Comparison of experimentally determined solubility of propane in H2O at 298.12, 338.15, and 353.18 K (Chapoy et al. 2004), and various temperatures (Mokraoui et al. 2007) with the calculated values from the BRT-BO, Chapoy, and Pereda models

5 Discussion

The results showed that the BRT-BO model is able to determine solubility of methane, ethane, and propane gases in pure water and electrolyte solutions with sufficient accuracy, highlighting its potential for wide-ranging geological and hydrogeological applications. In general, the model provides accurate outcomes compared to established thermodynamic models such as those by Spivey, Mao, Chapoy, and Pereda models. The BRT-BO model serves as a viable alternative for predicting light hydrocarbon solubility in aquatic systems under diverse conditions.

One of the main advantages of the BRT-BO is its applicability to calculate the solubility of C1–C3 gases in a wide range of conditions. Although thermodynamic approaches are highly efficient, they are usually complex and have a limited application domain. For example, the Mao model, which requires many empirical parameters, is limited to the solubility calculations of ethane in aqueous systems. Numerical modeling of the transport of light hydrocarbons between deep gas reservoirs and shallow groundwater aquifers is complex as it involves multi-phase, multi-component flow through different media such as fault zones, fracture networks, and low permeability layers. The BRT-BO model can serve as an alternative to thermodynamic models needed to calculate the phase behavior of various gas components during the transport. This would reduce the complexity of numerical models making groundwater contamination models more efficient. Therefore, the BRT-BO model can be further implemented in numerical modeling frameworks to address issues in the field of science and engineering.
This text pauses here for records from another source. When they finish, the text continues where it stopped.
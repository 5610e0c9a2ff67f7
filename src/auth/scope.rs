//! OAuth scope set requested for the impersonated token.

// std
use std::{collections::BTreeSet, slice::Iter};
// crates.io
use serde::{Deserializer, Serializer, de::Error as DeError, ser::SerializeSeq};
// self
use crate::_prelude::*;

/// Errors emitted when validating scopes.
#[derive(Clone, Debug, PartialEq, Eq, Serialize, Deserialize, ThisError)]
pub enum ScopeValidationError {
	/// Empty scope entries are not allowed.
	#[error("Scope entries cannot be empty.")]
	Empty,
	/// Scopes cannot contain embedded whitespace characters.
	#[error("Scope contains whitespace: {scope}.")]
	ContainsWhitespace {
		/// The offending scope string.
		scope: String,
	},
}

/// Deduplicated, sorted set of OAuth scopes.
///
/// The set serializes as a JSON array (an empty set becomes `[]`), which is the shape the
/// token-generation API expects for its `scope` field.
#[derive(Clone, Default, PartialEq, Eq, PartialOrd, Ord, Hash)]
pub struct ScopeSet(Arc<[String]>);
impl ScopeSet {
	/// Scope granting access to most Google Cloud APIs.
	pub const CLOUD_PLATFORM: &'static str = "https://www.googleapis.com/auth/cloud-platform";

	/// Creates a normalized scope set from any iterator.
	pub fn new<I, S>(scopes: I) -> Result<Self, ScopeValidationError>
	where
		I: IntoIterator<Item = S>,
		S: Into<String>,
	{
		Ok(Self(normalize(scopes)?))
	}

	/// Number of distinct scopes.
	pub fn len(&self) -> usize {
		self.0.len()
	}

	/// Returns true if no scopes are defined.
	pub fn is_empty(&self) -> bool {
		self.0.is_empty()
	}

	/// Returns true if the set contains the provided scope.
	pub fn contains(&self, scope: &str) -> bool {
		self.0.binary_search_by(|candidate| candidate.as_str().cmp(scope)).is_ok()
	}

	/// Iterator over normalized scopes.
	pub fn iter(&self) -> impl Iterator<Item = &str> {
		self.0.iter().map(String::as_str)
	}

	/// Returns the underlying slice of scope strings.
	pub fn as_slice(&self) -> &[String] {
		&self.0
	}

	/// Returns the space-delimited representation.
	pub fn normalized(&self) -> String {
		self.0.join(" ")
	}
}
impl Debug for ScopeSet {
	fn fmt(&self, f: &mut Formatter) -> FmtResult {
		f.debug_tuple("ScopeSet").field(&self.0).finish()
	}
}
impl Display for ScopeSet {
	fn fmt(&self, f: &mut Formatter) -> FmtResult {
		f.write_str(&self.normalized())
	}
}
impl TryFrom<Vec<String>> for ScopeSet {
	type Error = ScopeValidationError;

	fn try_from(value: Vec<String>) -> Result<Self, Self::Error> {
		Self::new(value)
	}
}
impl TryFrom<&[&str]> for ScopeSet {
	type Error = ScopeValidationError;

	fn try_from(value: &[&str]) -> Result<Self, Self::Error> {
		Self::new(value.iter().copied())
	}
}

/// Iterator over scope strings.
pub struct ScopeIter<'a> {
	inner: Iter<'a, String>,
}
impl<'a> Iterator for ScopeIter<'a> {
	type Item = &'a str;

	fn next(&mut self) -> Option<Self::Item> {
		self.inner.next().map(String::as_str)
	}
}
impl<'a> IntoIterator for &'a ScopeSet {
	type IntoIter = ScopeIter<'a>;
	type Item = &'a str;

	fn into_iter(self) -> Self::IntoIter {
		ScopeIter { inner: self.0.iter() }
	}
}
impl FromStr for ScopeSet {
	type Err = ScopeValidationError;

	fn from_str(s: &str) -> Result<Self, Self::Err> {
		if s.is_empty() {
			return Ok(Self::default());
		}
		if s.chars().all(char::is_whitespace) {
			return Err(ScopeValidationError::Empty);
		}

		Self::new(s.split_whitespace())
	}
}
impl Serialize for ScopeSet {
	fn serialize<S>(&self, serializer: S) -> Result<S::Ok, S::Error>
	where
		S: Serializer,
	{
		let mut seq = serializer.serialize_seq(Some(self.0.len()))?;

		for scope in self.0.iter() {
			seq.serialize_element(scope)?;
		}

		seq.end()
	}
}
impl<'de> Deserialize<'de> for ScopeSet {
	fn deserialize<D>(deserializer: D) -> Result<Self, D::Error>
	where
		D: Deserializer<'de>,
	{
		let values = <Vec<String>>::deserialize(deserializer)?;

		ScopeSet::new(values).map_err(DeError::custom)
	}
}

fn normalize<I, S>(scopes: I) -> Result<Arc<[String]>, ScopeValidationError>
where
	I: IntoIterator<Item = S>,
	S: Into<String>,
{
	let mut set = BTreeSet::new();

	for scope in scopes {
		let owned: String = scope.into();

		if owned.is_empty() {
			return Err(ScopeValidationError::Empty);
		}
		if owned.chars().any(char::is_whitespace) {
			return Err(ScopeValidationError::ContainsWhitespace { scope: owned });
		}

		set.insert(owned);
	}

	Ok(Arc::from(set.into_iter().collect::<Vec<_>>()))
}
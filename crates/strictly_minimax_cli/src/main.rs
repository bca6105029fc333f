//! Strictly Minimax - terminal entry point.

use anyhow::Result;
use clap::Parser;
use strictly_minimax::SessionManager;
use strictly_minimax_cli::{AppConfig, Cli, Command, best_move, play, self_play};
use tracing::info;
use tracing_subscriber::EnvFilter;

fn main() -> Result<()> {
    // Load .env file
    dotenvy::dotenv().ok();

    let cli = Cli::parse();
    let show_scores = matches!(cli.command, Command::Play { show_scores: true });
    let config = AppConfig::load(cli.config.as_deref())?.with_overrides(
        cli.seed,
        cli.log_filter.clone(),
        show_scores,
    );

    tracing_subscriber::fmt()
        .with_env_filter(
            EnvFilter::try_from_default_env()
                .unwrap_or_else(|_| EnvFilter::new(config.log_filter())),
        )
        .with_writer(std::io::stderr)
        .init();

    info!(?config, "Starting strictly_minimax");

    match cli.command {
        Command::Play { .. } => {
            let sessions = SessionManager::with_seed(*config.seed());
            let stdin = std::io::stdin();
            play(&sessions, &config, stdin.lock(), std::io::stdout())?;
        }
        Command::BestMove { board } => {
            let result = best_move(&board)?;
            match result.best {
                Some(pos) => println!("{} (score {})", pos, result.score),
                None => println!("No move (score {})", result.score),
            }
        }
        Command::SelfPlay => {
            self_play(std::io::stdout())?;
        }
    }

    Ok(())
}
//! Game rules for tic-tac-toe.
//!
//! Pure functions classifying a board. Rules are kept apart from board
//! storage so the search and the controller share one definition of a win.

use crate::{Board, GameStatus, Player, Position, Square};

/// The 8 winning lines: rows, columns, diagonals.
pub const LINES: [[Position; 3]; 8] = [
    // Rows
    [Position::TopLeft, Position::TopCenter, Position::TopRight],
    [Position::MiddleLeft, Position::Center, Position::MiddleRight],
    [
        Position::BottomLeft,
        Position::BottomCenter,
        Position::BottomRight,
    ],
    // Columns
    [Position::TopLeft, Position::MiddleLeft, Position::BottomLeft],
    [Position::TopCenter, Position::Center, Position::BottomCenter],
    [Position::TopRight, Position::MiddleRight, Position::BottomRight],
    // Diagonals
    [Position::TopLeft, Position::Center, Position::BottomRight],
    [Position::TopRight, Position::Center, Position::BottomLeft],
];

/// Score of a machine win.
pub const WIN: i32 = 1;
/// Score of a human win.
pub const LOSS: i32 = -1;
/// Score of anything else.
pub const NEUTRAL: i32 = 0;

/// True iff `player` holds every square of some line.
pub fn wins(board: &Board, player: Player) -> bool {
    let mark = Square::Occupied(player);
    LINES
        .iter()
        .any(|line| line.iter().all(|pos| board.get(*pos) == mark))
}

/// Returns the player holding a line, preferring the machine.
///
/// Reachable boards never have two winners.
pub fn winner(board: &Board) -> Option<Player> {
    if wins(board, Player::Machine) {
        Some(Player::Machine)
    } else if wins(board, Player::Human) {
        Some(Player::Human)
    } else {
        None
    }
}

/// Static evaluation from the machine's point of view.
///
/// Returns [`WIN`] or [`LOSS`] for a decided board and [`NEUTRAL`] for both
/// draws and unfinished games; use [`Board::empty_cells`] to tell those
/// apart.
pub fn evaluate(board: &Board) -> i32 {
    match winner(board) {
        Some(Player::Machine) => WIN,
        Some(Player::Human) => LOSS,
        None => NEUTRAL,
    }
}

/// True iff either player has won.
///
/// A full board without a line is not terminal here; the search relies on
/// its depth bound and on running out of empty cells instead.
pub fn is_terminal(board: &Board) -> bool {
    wins(board, Player::Human) || wins(board, Player::Machine)
}

/// Derives the game status from the board alone.
pub fn status(board: &Board) -> GameStatus {
    match winner(board) {
        Some(Player::Human) => GameStatus::HumanWin,
        Some(Player::Machine) => GameStatus::MachineWin,
        None if board.is_full() => GameStatus::Draw,
        None => GameStatus::InProgress,
    }
}

#[cfg(test)]
mod tests {
    use super::*;

    fn board(s: &str) -> Board {
        s.parse().unwrap()
    }

    #[test]
    fn test_no_winner_empty_board() {
        let board = Board::new();
        assert_eq!(winner(&board), None);
        assert_eq!(evaluate(&board), NEUTRAL);
        assert!(!is_terminal(&board));
        assert_eq!(status(&board), GameStatus::InProgress);
    }

    #[test]
    fn test_every_line_wins() {
        for line in LINES {
            let mut b = Board::new();
            for pos in line {
                b.set(pos, Square::Occupied(Player::Machine));
            }
            assert!(wins(&b, Player::Machine), "line {:?}", line);
            assert!(!wins(&b, Player::Human));
            assert_eq!(evaluate(&b), WIN);
        }
    }

    #[test]
    fn test_human_diagonal() {
        let b = board("OOX.X.X..");
        assert!(wins(&b, Player::Human));
        assert_eq!(evaluate(&b), LOSS);
        assert!(is_terminal(&b));
        assert_eq!(status(&b), GameStatus::HumanWin);
    }

    #[test]
    fn test_no_winner_incomplete() {
        let b = board("XX.OO....");
        assert_eq!(winner(&b), None);
        assert!(!is_terminal(&b));
    }

    #[test]
    fn test_full_board_draw_not_terminal() {
        // X O X / X O O / O X X
        let b = board("XOXXOOOXX");
        assert!(b.is_full());
        assert!(!is_terminal(&b));
        assert_eq!(evaluate(&b), NEUTRAL);
        assert_eq!(status(&b), GameStatus::Draw);
    }

    #[test]
    fn test_win_on_full_board_beats_draw() {
        // X X X / O O X / X O O
        let b = board("XXXOOXXOO");
        assert_eq!(status(&b), GameStatus::HumanWin);
    }
}
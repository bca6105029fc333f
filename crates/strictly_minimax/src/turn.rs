//! Committed placements.
//!
//! Turns are domain events recorded by the controller, so a game can be
//! replayed and checked against its board.

use crate::{Player, Position};
use serde::{Deserialize, Serialize};

/// A player placing their mark at a position.
#[derive(Debug, Clone, Copy, PartialEq, Eq, Hash, Serialize, Deserialize)]
pub struct Turn {
    /// The player making the move.
    pub player: Player,
    /// The position where the player places their mark.
    pub position: Position,
}

impl Turn {
    /// Creates a new turn.
    pub fn new(player: Player, position: Position) -> Self {
        Self { player, position }
    }
}

impl std::fmt::Display for Turn {
    fn fmt(&self, f: &mut std::fmt::Formatter<'_>) -> std::fmt::Result {
        write!(f, "{} -> {}", self.player, self.position)
    }
}
//! At most one player holds a line.

use super::Invariant;
use crate::rules::wins;
use crate::{Game, Player};

/// Invariant: both players never hold a winning line at once.
pub struct SingleWinnerInvariant;

impl Invariant<Game> for SingleWinnerInvariant {
    fn holds(game: &Game) -> bool {
        !(wins(game.board(), Player::Human) && wins(game.board(), Player::Machine))
    }

    fn description() -> &'static str {
        "At most one player has a winning line"
    }
}
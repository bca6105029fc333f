//! Mark balance invariant: the human is never behind, never two ahead.

use super::Invariant;
use crate::{Game, Player};

/// Invariant: human marks minus machine marks is 0 or 1.
///
/// The human always moves first and the machine answers every
/// non-final human move.
pub struct MarkBalanceInvariant;

impl Invariant<Game> for MarkBalanceInvariant {
    fn holds(game: &Game) -> bool {
        let board = game.board();
        let human = board.count(Player::Human);
        let machine = board.count(Player::Machine);
        human == machine || human == machine + 1
    }

    fn description() -> &'static str {
        "Human marks exceed machine marks by 0 or 1"
    }
}
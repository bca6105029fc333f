//! Error types for the game core.

use crate::{GameHandle, Position};

/// Error that can occur when validating or applying a human move.
///
/// The controller's silent entry point swallows these; they exist so a
/// shell can tell the player why nothing happened.
#[derive(Debug, Clone, PartialEq, Eq, derive_more::Display, derive_more::Error)]
pub enum MoveError {
    /// Row or column outside 0..=2.
    #[display("Position ({}, {}) is off the board", row, col)]
    OutOfBounds {
        /// Requested row.
        row: usize,
        /// Requested column.
        col: usize,
    },

    /// The square at the position is already occupied.
    #[display("Square {} is already occupied", _0)]
    SquareOccupied(#[error(not(source))] Position),

    /// The game is already over.
    #[display("Game is already over")]
    GameOver,

    /// A board handed to [`crate::Game::from_board`] is not a position the
    /// human could be asked to move in.
    #[display("Invalid starting position: {}", _0)]
    InvalidPosition(#[error(not(source))] String),

    /// A postcondition failed after the turn was applied.
    #[display("Invariant violation: {}", _0)]
    InvariantViolation(#[error(not(source))] String),
}

/// Error parsing the compact board text form.
#[derive(Debug, Clone, PartialEq, Eq, derive_more::Display, derive_more::Error)]
pub enum BoardParseError {
    /// Board text did not contain exactly nine squares.
    #[display("Expected 9 squares, found {}", _0)]
    WrongLength(#[error(not(source))] usize),

    /// Character other than X, O or an empty marker.
    #[display("Unexpected character {:?} in board", _0)]
    InvalidCharacter(#[error(not(source))] char),
}

/// Error raised by the session layer.
#[derive(Debug, Clone, PartialEq, Eq, derive_more::Display, derive_more::Error)]
pub enum SessionError {
    /// No game is registered under the handle.
    #[display("Unknown game {}", _0)]
    UnknownGame(#[error(not(source))] GameHandle),

    /// A thread panicked while holding the session lock.
    #[display("Session store lock poisoned")]
    Poisoned,
}
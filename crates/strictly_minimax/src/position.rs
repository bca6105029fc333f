//! Board coordinates.

use schemars::JsonSchema;
use serde::{Deserialize, Serialize};
use tracing::instrument;

/// A position on the tic-tac-toe board, in row-major order.
///
/// Positions are the move type of the game: the closed enum makes an
/// out-of-range coordinate unrepresentable once parsed.
#[derive(
    Debug, Clone, Copy, PartialEq, Eq, Hash, PartialOrd, Ord, Serialize, Deserialize, JsonSchema,
    strum::EnumIter,
)]
pub enum Position {
    /// Top-left (row 0, column 0)
    TopLeft,
    /// Top-center (row 0, column 1)
    TopCenter,
    /// Top-right (row 0, column 2)
    TopRight,
    /// Middle-left (row 1, column 0)
    MiddleLeft,
    /// Center (row 1, column 1)
    Center,
    /// Middle-right (row 1, column 2)
    MiddleRight,
    /// Bottom-left (row 2, column 0)
    BottomLeft,
    /// Bottom-center (row 2, column 1)
    BottomCenter,
    /// Bottom-right (row 2, column 2)
    BottomRight,
}

/// A move is a single board coordinate.
pub type Move = Position;

impl Position {
    /// All 9 positions, row-major.
    pub const ALL: [Position; 9] = [
        Position::TopLeft,
        Position::TopCenter,
        Position::TopRight,
        Position::MiddleLeft,
        Position::Center,
        Position::MiddleRight,
        Position::BottomLeft,
        Position::BottomCenter,
        Position::BottomRight,
    ];

    /// Get label for this position (for display).
    pub fn label(&self) -> &'static str {
        match self {
            Position::TopLeft => "Top-left",
            Position::TopCenter => "Top-center",
            Position::TopRight => "Top-right",
            Position::MiddleLeft => "Middle-left",
            Position::Center => "Center",
            Position::MiddleRight => "Middle-right",
            Position::BottomLeft => "Bottom-left",
            Position::BottomCenter => "Bottom-center",
            Position::BottomRight => "Bottom-right",
        }
    }

    /// Converts position to board index (0-8).
    pub fn to_index(self) -> usize {
        self as usize
    }

    /// Creates position from board index.
    pub fn from_index(index: usize) -> Option<Self> {
        Self::ALL.get(index).copied()
    }

    /// Creates position from a (row, column) pair, each in 0..=2.
    #[instrument]
    pub fn from_coords(row: usize, col: usize) -> Option<Self> {
        if row > 2 || col > 2 {
            return None;
        }
        Self::from_index(row * 3 + col)
    }

    /// Row of this position (0-2).
    pub fn row(self) -> usize {
        self.to_index() / 3
    }

    /// Column of this position (0-2).
    pub fn col(self) -> usize {
        self.to_index() % 3
    }

    /// Parse from label, board index (0-8) or "row col" pair.
    #[instrument]
    pub fn parse(s: &str) -> Option<Position> {
        let s = s.trim();

        let parts: Vec<&str> = s
            .split(|c: char| c.is_whitespace() || c == ',')
            .filter(|p| !p.is_empty())
            .collect();
        if let [row, col] = parts.as_slice()
            && let (Ok(row), Ok(col)) = (row.parse::<usize>(), col.parse::<usize>())
        {
            return Self::from_coords(row, col);
        }

        if let Ok(num) = s.parse::<usize>() {
            return Self::from_index(num);
        }

        if s.is_empty() {
            return None;
        }

        // Labels match case-insensitively, ignoring separators ("top left", "top-left")
        let wanted: String = s
            .chars()
            .filter(|c| c.is_alphanumeric())
            .collect::<String>()
            .to_lowercase();
        <Position as strum::IntoEnumIterator>::iter().find(|pos| {
            let label: String = pos
                .label()
                .chars()
                .filter(|c| c.is_alphanumeric())
                .collect::<String>()
                .to_lowercase();
            label == wanted
        })
    }
}

impl std::fmt::Display for Position {
    fn fmt(&self, f: &mut std::fmt::Formatter<'_>) -> std::fmt::Result {
        write!(f, "{} ({}, {})", self.label(), self.row(), self.col())
    }
}

#[cfg(test)]
mod tests {
    use super::*;

    #[test]
    fn test_coords_round_trip_row_major() {
        for (index, pos) in Position::ALL.iter().enumerate() {
            assert_eq!(pos.to_index(), index);
            assert_eq!(Position::from_coords(pos.row(), pos.col()), Some(*pos));
        }
    }

    #[test]
    fn test_out_of_range_coords() {
        assert_eq!(Position::from_coords(3, 0), None);
        assert_eq!(Position::from_coords(0, 3), None);
        assert_eq!(Position::from_index(9), None);
    }

    #[test]
    fn test_parse_forms() {
        assert_eq!(Position::parse("1 2"), Some(Position::MiddleRight));
        assert_eq!(Position::parse("2,0"), Some(Position::BottomLeft));
        assert_eq!(Position::parse("4"), Some(Position::Center));
        assert_eq!(Position::parse("top left"), Some(Position::TopLeft));
        assert_eq!(Position::parse("Bottom-Center"), Some(Position::BottomCenter));
        assert_eq!(Position::parse("3 3"), None);
        assert_eq!(Position::parse("nowhere"), None);
        assert_eq!(Position::parse(""), None);
    }
}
Future studies might explore incorporating the impact of ionic strength and specific ion effects on gas solubility directly within the machine learning algorithm, aiming to further refine its predictive accuracy. Additionally, the application of alternative optimization algorithms could offer improvements in the performance of machine learning models. While the dataset used for model development was adequately extensive, expanding this dataset could further improve the model’s accuracy and its ability to generalize across a broader range of conditions.

6 Conclusions

We employed regression tree (RT) and boosted regression tree (BRT) algorithms optimized with a Bayesian optimization algorithm to build a model able to calculate solubility of methane, ethane, and propane in aquatic systems over a wide range of pressure, temperature, and salt concentrations. The RT-BO and BRT-BO are able to determine the solubility of light hydrocarbons in aquatic systems. The BRT-BO is more accurate, evidenced by the MSE value close to zero (MSE = 9.97 × 10–8) and an R2 value of 0.99. The predictions of the BRT-BO are in good agreement with the experimental hydrocarbon solubility dataset, which contains 2129 experimental data of methane, ethane, and propane solubility in pure water and various electrolyte solutions. The comparison analysis of the BRT-BO model’s predictions with four well-established thermodynamic models confirms the high prediction capability of the ML model. The application of the leverage approach showed that the majority of data points (5.26% outliers) fall in the valid domain, verifying the statistical validity of the model. We conclude that the BRT-BO model is a well-suited and robust tool which can be regarded as an alternative to more classical approaches for light hydrocarbon solubility calculations needed for various scientific and engineering applications such as numerical modeling of stray gas migration in the subsurface environment, development of effective environmental risk management strategies, optimization of gas extraction and processing operations, and development of strategies aimed at mitigating atmospheric emissions of methane and other light hydrocarbons.